Records supplied:

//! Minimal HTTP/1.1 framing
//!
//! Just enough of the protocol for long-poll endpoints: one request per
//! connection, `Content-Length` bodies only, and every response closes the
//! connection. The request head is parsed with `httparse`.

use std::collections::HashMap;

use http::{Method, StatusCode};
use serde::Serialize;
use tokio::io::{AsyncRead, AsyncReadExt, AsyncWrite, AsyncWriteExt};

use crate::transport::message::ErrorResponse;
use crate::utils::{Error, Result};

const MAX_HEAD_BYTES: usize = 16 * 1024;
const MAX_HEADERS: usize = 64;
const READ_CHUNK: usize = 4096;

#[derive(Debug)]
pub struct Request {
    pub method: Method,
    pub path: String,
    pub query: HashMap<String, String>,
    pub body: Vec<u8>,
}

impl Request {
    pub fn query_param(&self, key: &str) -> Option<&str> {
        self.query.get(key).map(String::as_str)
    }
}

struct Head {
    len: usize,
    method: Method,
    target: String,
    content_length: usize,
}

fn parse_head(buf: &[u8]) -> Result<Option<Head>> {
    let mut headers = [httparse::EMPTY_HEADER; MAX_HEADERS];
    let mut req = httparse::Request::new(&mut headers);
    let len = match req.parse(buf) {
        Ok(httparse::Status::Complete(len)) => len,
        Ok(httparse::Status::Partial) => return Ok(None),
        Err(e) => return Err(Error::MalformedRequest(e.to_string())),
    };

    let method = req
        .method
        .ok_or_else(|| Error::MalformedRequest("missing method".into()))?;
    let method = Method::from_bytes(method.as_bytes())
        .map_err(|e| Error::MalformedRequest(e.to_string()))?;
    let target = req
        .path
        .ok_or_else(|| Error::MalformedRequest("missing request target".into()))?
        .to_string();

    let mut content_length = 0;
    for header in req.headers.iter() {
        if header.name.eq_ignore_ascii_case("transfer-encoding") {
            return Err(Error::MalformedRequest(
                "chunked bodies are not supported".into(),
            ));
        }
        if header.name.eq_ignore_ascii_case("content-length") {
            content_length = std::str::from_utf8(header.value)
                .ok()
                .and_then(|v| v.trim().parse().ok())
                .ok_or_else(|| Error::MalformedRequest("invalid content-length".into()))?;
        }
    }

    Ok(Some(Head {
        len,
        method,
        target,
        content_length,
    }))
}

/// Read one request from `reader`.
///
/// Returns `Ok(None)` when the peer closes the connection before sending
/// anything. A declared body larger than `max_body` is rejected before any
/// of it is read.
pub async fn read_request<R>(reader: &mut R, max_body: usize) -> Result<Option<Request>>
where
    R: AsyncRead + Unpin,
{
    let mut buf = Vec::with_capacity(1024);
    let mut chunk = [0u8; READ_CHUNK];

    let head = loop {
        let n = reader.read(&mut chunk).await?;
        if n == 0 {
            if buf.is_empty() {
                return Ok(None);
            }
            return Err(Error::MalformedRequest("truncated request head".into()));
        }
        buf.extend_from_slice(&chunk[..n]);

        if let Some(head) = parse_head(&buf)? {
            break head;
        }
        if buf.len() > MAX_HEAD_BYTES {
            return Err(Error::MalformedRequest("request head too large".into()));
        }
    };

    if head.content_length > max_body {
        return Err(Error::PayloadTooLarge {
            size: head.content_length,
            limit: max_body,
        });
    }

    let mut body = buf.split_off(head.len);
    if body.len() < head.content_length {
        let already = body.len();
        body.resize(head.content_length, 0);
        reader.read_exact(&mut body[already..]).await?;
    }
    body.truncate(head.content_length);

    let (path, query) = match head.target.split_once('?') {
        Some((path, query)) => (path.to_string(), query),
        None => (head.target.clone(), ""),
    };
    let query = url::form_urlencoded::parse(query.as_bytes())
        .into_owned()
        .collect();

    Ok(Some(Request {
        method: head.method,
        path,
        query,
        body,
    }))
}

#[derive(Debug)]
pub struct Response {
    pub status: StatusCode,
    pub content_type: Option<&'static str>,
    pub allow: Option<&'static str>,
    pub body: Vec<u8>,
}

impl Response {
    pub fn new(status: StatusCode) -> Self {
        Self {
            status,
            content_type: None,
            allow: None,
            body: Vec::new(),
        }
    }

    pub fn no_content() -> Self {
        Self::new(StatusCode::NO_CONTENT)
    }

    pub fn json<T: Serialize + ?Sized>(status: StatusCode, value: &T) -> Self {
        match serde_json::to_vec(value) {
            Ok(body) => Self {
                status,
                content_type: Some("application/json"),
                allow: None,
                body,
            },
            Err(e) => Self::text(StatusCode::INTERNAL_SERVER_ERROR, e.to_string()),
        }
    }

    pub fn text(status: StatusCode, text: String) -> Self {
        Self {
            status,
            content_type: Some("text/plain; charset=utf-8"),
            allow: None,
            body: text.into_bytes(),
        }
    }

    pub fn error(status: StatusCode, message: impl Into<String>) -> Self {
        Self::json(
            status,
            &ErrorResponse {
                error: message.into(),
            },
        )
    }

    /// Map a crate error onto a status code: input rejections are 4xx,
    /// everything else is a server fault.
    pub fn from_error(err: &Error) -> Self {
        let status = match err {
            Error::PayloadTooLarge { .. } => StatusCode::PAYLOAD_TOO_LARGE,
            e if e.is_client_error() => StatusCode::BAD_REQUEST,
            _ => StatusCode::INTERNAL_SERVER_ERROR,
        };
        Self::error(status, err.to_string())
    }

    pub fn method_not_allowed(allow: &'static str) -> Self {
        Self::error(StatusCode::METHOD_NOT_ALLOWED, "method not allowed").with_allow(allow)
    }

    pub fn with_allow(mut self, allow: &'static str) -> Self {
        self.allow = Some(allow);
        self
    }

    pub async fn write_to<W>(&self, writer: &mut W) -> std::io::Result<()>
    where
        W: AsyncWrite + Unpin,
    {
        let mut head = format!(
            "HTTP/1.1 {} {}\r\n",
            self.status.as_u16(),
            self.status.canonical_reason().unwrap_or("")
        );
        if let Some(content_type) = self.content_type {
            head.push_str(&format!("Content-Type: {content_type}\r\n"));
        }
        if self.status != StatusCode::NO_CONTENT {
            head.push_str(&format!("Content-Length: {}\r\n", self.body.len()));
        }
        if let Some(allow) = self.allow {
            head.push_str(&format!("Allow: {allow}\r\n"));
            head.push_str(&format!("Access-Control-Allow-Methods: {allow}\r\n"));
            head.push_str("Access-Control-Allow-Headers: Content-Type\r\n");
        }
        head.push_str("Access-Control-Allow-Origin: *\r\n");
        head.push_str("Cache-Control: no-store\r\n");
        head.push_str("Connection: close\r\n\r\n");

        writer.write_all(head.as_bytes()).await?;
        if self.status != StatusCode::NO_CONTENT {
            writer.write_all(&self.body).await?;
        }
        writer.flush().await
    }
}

--

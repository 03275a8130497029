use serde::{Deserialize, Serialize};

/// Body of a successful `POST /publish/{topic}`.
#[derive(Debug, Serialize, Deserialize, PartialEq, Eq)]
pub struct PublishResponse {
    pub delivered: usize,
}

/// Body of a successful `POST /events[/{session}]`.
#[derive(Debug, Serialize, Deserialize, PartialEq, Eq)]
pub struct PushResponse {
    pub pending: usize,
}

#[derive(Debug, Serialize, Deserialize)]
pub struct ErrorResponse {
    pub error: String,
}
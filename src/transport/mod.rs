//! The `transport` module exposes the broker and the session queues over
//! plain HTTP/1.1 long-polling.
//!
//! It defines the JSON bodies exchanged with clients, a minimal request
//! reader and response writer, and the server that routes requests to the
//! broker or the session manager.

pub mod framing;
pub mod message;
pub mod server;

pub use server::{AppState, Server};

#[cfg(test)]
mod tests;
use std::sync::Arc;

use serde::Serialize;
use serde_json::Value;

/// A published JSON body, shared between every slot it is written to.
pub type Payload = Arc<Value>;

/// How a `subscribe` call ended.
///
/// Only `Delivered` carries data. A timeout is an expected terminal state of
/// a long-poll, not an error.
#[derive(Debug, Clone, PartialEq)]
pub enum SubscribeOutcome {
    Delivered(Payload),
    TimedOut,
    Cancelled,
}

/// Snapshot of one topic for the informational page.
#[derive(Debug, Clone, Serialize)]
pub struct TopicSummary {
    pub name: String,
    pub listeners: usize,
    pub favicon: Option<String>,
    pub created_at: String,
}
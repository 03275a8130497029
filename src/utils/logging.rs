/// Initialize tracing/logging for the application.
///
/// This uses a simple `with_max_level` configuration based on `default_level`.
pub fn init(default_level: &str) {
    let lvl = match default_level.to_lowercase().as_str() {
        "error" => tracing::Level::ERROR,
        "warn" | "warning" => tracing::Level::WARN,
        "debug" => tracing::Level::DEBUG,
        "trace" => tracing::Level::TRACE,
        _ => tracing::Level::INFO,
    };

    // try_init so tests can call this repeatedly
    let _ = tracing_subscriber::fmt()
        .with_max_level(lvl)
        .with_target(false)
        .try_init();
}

Exercise requirements: Return only those lines of the records that contain the string "path".

Task solution:
    pub path: String,
        .path
    let (path, query) = match head.target.split_once('?') {
        Some((path, query)) => (path.to_string(), query),
        path,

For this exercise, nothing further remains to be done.